Subsequently, the most user-friendly and specialized tools will be sought, so that with the use of appropriate algorithms, indexing, topic extraction, and clustering can be achieved from the entire set of information, which will be collected and continuously enriched with new media.
Acting as researchers-digital curators, we must address contemporary challenges so that the volume of information recorded through scientific methodology meets the criteria: interconnectivity, tellability, visual attractivity and originality.
With the ultimate goal of preserving history and ensuring the sustainability of testimonies in the future, the project has a dual purpose. On the one hanad, it has the ontological, aiming to represent knowledge in a user-friendly and accessible repository with modularity that could offer the opportunity to provide different versions of the same testimony for distinct use cases.
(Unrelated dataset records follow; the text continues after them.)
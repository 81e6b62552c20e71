// Utility Module
// Formatting helpers shared by the benchmark report and the command line

pub mod format;

pub use format::{format_duration, format_table};
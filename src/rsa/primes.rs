// Prime Validation
// Trial-division primality and (p, q) parameter checks for toy-sized keys

use rand::Rng;

use super::bigint::isqrt;
use super::error::{KeyError, KeyResult};

/// Largest prime accepted by default, keeps trial division tractable
pub const DEFAULT_MAX_PRIME: u64 = 1_000_000;

/// Trial division by every integer in 2..=floor(sqrt(value))
///
/// Values of 0 and 1 are rejected as input rather than reported as composite.
pub fn is_prime(value: u64) -> KeyResult<bool> {
    if value <= 1 {
        return Err(KeyError::InvalidInput(format!(
            "{} must be greater than 1",
            value
        )));
    }

    let limit = isqrt(value);
    Ok((2..=limit).all(|divisor| value % divisor != 0))
}

/// Parse a textual key parameter
pub fn parse_prime_input(name: &str, raw: &str) -> KeyResult<u64> {
    let trimmed = raw.trim();
    if trimmed.is_empty() {
        return Err(KeyError::InvalidInput(format!("{} is missing", name)));
    }

    trimmed.parse::<u64>().map_err(|_| {
        KeyError::InvalidInput(format!("{} must be a positive integer, got {:?}", name, trimmed))
    })
}

/// Validate textual p and q as RSA parameters and return them parsed
pub fn validate_key_inputs(p: &str, q: &str, max_prime: u64) -> KeyResult<(u64, u64)> {
    let p = parse_prime_input("p", p)?;
    let q = parse_prime_input("q", q)?;
    validate_primes(p, q, max_prime)
}

/// Validate numeric p and q as RSA parameters
pub fn validate_primes(p: u64, q: u64, max_prime: u64) -> KeyResult<(u64, u64)> {
    for value in [p, q] {
        if value > max_prime {
            return Err(KeyError::OutOfRange {
                value,
                max: max_prime,
            });
        }
    }

    for value in [p, q] {
        if !is_prime(value)? {
            return Err(KeyError::NotPrime(value));
        }
    }

    if p == q {
        return Err(KeyError::NotDistinct(p));
    }

    Ok((p, q))
}

/// Pick a uniformly random prime in [2, bound)
pub fn random_prime_below<R: Rng>(rng: &mut R, bound: u64) -> KeyResult<u64> {
    if bound <= 2 {
        return Err(KeyError::InvalidInput(format!(
            "no prime exists below {}",
            bound
        )));
    }

    // 2 is always a hit, so this terminates
    loop {
        let candidate = rng.gen_range(2..bound);
        if is_prime(candidate)? {
            return Ok(candidate);
        }
    }
}

/// Pick two distinct random primes below bound
pub fn random_prime_pair<R: Rng>(rng: &mut R, bound: u64) -> KeyResult<(u64, u64)> {
    if bound <= 3 {
        return Err(KeyError::InvalidInput(format!(
            "fewer than two primes exist below {}",
            bound
        )));
    }

    let p = random_prime_below(rng, bound)?;
    loop {
        let q = random_prime_below(rng, bound)?;
        if q != p {
            return Ok((p, q));
        }
    }
}

#[cfg(test)]
mod tests {
    use super::*;
    use rand::rngs::StdRng;
    use rand::SeedableRng;

    #[test]
    fn test_is_prime() {
        assert!(is_prime(2).unwrap());
        assert!(is_prime(3).unwrap());
        assert!(is_prime(61).unwrap());
        assert!(is_prime(999_983).unwrap());
        assert!(!is_prime(4).unwrap());
        assert!(!is_prime(9).unwrap());
        assert!(!is_prime(25).unwrap());
        assert!(!is_prime(1_000_000).unwrap());
    }

    #[test]
    fn test_is_prime_rejects_small_values() {
        assert!(matches!(is_prime(0), Err(KeyError::InvalidInput(_))));
        assert!(matches!(is_prime(1), Err(KeyError::InvalidInput(_))));
    }

    #[test]
    fn test_validate_key_inputs() {
        assert_eq!(validate_key_inputs("61", " 53 ", DEFAULT_MAX_PRIME), Ok((61, 53)));
        assert!(matches!(
            validate_key_inputs("", "53", DEFAULT_MAX_PRIME),
            Err(KeyError::InvalidInput(_))
        ));
        assert!(matches!(
            validate_key_inputs("abc", "53", DEFAULT_MAX_PRIME),
            Err(KeyError::InvalidInput(_))
        ));
        assert!(matches!(
            validate_key_inputs("-7", "53", DEFAULT_MAX_PRIME),
            Err(KeyError::InvalidInput(_))
        ));
        assert!(matches!(
            validate_key_inputs("61", "5.5", DEFAULT_MAX_PRIME),
            Err(KeyError::InvalidInput(_))
        ));
    }

    #[test]
    fn test_validate_primes_failures() {
        assert_eq!(
            validate_primes(1_000_003, 53, DEFAULT_MAX_PRIME),
            Err(KeyError::OutOfRange { value: 1_000_003, max: DEFAULT_MAX_PRIME })
        );
        assert_eq!(validate_primes(4, 7, DEFAULT_MAX_PRIME), Err(KeyError::NotPrime(4)));
        assert_eq!(validate_primes(7, 21, DEFAULT_MAX_PRIME), Err(KeyError::NotPrime(21)));
        assert_eq!(validate_primes(13, 13, DEFAULT_MAX_PRIME), Err(KeyError::NotDistinct(13)));
        assert!(matches!(validate_primes(1, 7, DEFAULT_MAX_PRIME), Err(KeyError::InvalidInput(_))));
    }

    #[test]
    fn test_custom_bound() {
        assert_eq!(validate_primes(101, 103, 100), Err(KeyError::OutOfRange { value: 101, max: 100 }));
        assert_eq!(validate_primes(97, 89, 100), Ok((97, 89)));
    }

    #[test]
    fn test_random_primes() {
        let mut rng = StdRng::seed_from_u64(7);
        for _ in 0..20 {
            let p = random_prime_below(&mut rng, 1000).unwrap();
            assert!(p < 1000);
            assert!(is_prime(p).unwrap());
        }

        let (p, q) = random_prime_pair(&mut rng, 100).unwrap();
        assert_ne!(p, q);
        assert!(random_prime_below(&mut rng, 2).is_err());
        assert!(random_prime_pair(&mut rng, 3).is_err());
    }
}
// RSA Encryption Implementation
// Textbook per-character RSA: each code point m becomes c = m^e mod n

use super::bigint::{mod_pow, RsaBigInt};
use super::error::EncryptError;
use super::keygen::PublicKey;
use super::message::EncryptedMessage;

/// Encrypt a single value using RSA public key
pub fn encrypt_value(m: &RsaBigInt, public_key: &PublicKey) -> RsaBigInt {
    mod_pow(m, &public_key.e, &public_key.n)
}

/// Encrypt a string using RSA public key, one value per character
pub fn encrypt(message: &str, public_key: &PublicKey) -> Result<EncryptedMessage, EncryptError> {
    if message.is_empty() {
        return Err(EncryptError::EmptyInput);
    }

    message
        .chars()
        .map(|character| {
            let code = u32::from(character);
            let m = RsaBigInt::from(code);

            // Values >= n cannot be recovered after reduction mod n
            if m >= public_key.n {
                return Err(EncryptError::MessageTooLarge {
                    character,
                    code,
                    modulus: public_key.n.clone(),
                });
            }

            Ok(encrypt_value(&m, public_key))
        })
        .collect()
}

impl PublicKey {
    /// Encrypt a message using this public key
    pub fn encrypt(&self, message: &str) -> Result<EncryptedMessage, EncryptError> {
        encrypt(message, self)
    }
}

#[cfg(test)]
mod tests {
    use super::*;
    use crate::rsa::bigint::from_u64;
    use crate::rsa::keygen::generate_keypair;

    #[test]
    fn test_encrypt_string() {
        let keypair = generate_keypair(61, 53).unwrap();
        let ciphertext = encrypt("Hi", &keypair.public_key).unwrap();

        // 'H' = 72, 'i' = 105, e = 7, n = 3233
        let expected: Vec<RsaBigInt> = [72u64, 105]
            .iter()
            .map(|&m| from_u64(m).modpow(&from_u64(7), &from_u64(3233)))
            .collect();
        assert_eq!(ciphertext.values(), expected.as_slice());
    }

    #[test]
    fn test_encrypt_fixed_exponent() {
        // 3^65537 mod 35 = 33
        let key = PublicKey::new(35, 65537);
        let ciphertext = encrypt("\u{3}", &key).unwrap();
        assert_eq!(ciphertext.values(), &[from_u64(33)]);
    }

    #[test]
    fn test_encrypt_preserves_order() {
        let keypair = generate_keypair(61, 53).unwrap();
        let forward = encrypt("ab", &keypair.public_key).unwrap();
        let backward = encrypt("ba", &keypair.public_key).unwrap();

        assert_eq!(forward.values()[0], backward.values()[1]);
        assert_eq!(forward.values()[1], backward.values()[0]);
    }

    #[test]
    fn test_encrypt_empty() {
        let keypair = generate_keypair(61, 53).unwrap();
        assert_eq!(encrypt("", &keypair.public_key), Err(EncryptError::EmptyInput));
    }

    #[test]
    fn test_encrypt_message_too_large() {
        // n = 35 cannot carry 'A' (65)
        let keypair = generate_keypair(5, 7).unwrap();
        let result = keypair.public_key.encrypt("A");
        assert_eq!(
            result,
            Err(EncryptError::MessageTooLarge {
                character: 'A',
                code: 65,
                modulus: from_u64(35),
            })
        );
    }

    #[test]
    fn test_encrypt_unicode_needs_larger_modulus() {
        let small = generate_keypair(61, 53).unwrap();
        assert!(encrypt("€", &small.public_key).is_err());

        let large = generate_keypair(1009, 1013).unwrap();
        assert_eq!(encrypt("€", &large.public_key).unwrap().len(), 1);
    }
}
On the other hand, it aims to create a virtual museum and thematic exhibitions using immersive technologies that enable visitors to actively participate in their search for meaning by actively interacting with the story.
Keywords: oral history, archives, computational linguistics, virtual museums
Vasileios Komianos is an Assistant Professor at the Department of Audio & Visual Arts, Ionian University. He received his B.Sc. in Informatics and Telecommunications from the Department of Technology of Informatics and Telecommunications, Technological Educational Institute of Epirus, Greece. In 2013, he received his M.Sc. in Informatics, in the subject area of information systems, from the Department of Informatics, Ionian University, Greece, and in 2017 his PhD in Digital Cultural Heritage and Mixed Reality from the same Department. His current research interests include immersive applications (virtual/augmented/mixed reality) on arts and cultural heritage, smart tourism applications, and assistive technologies in the smart cities context.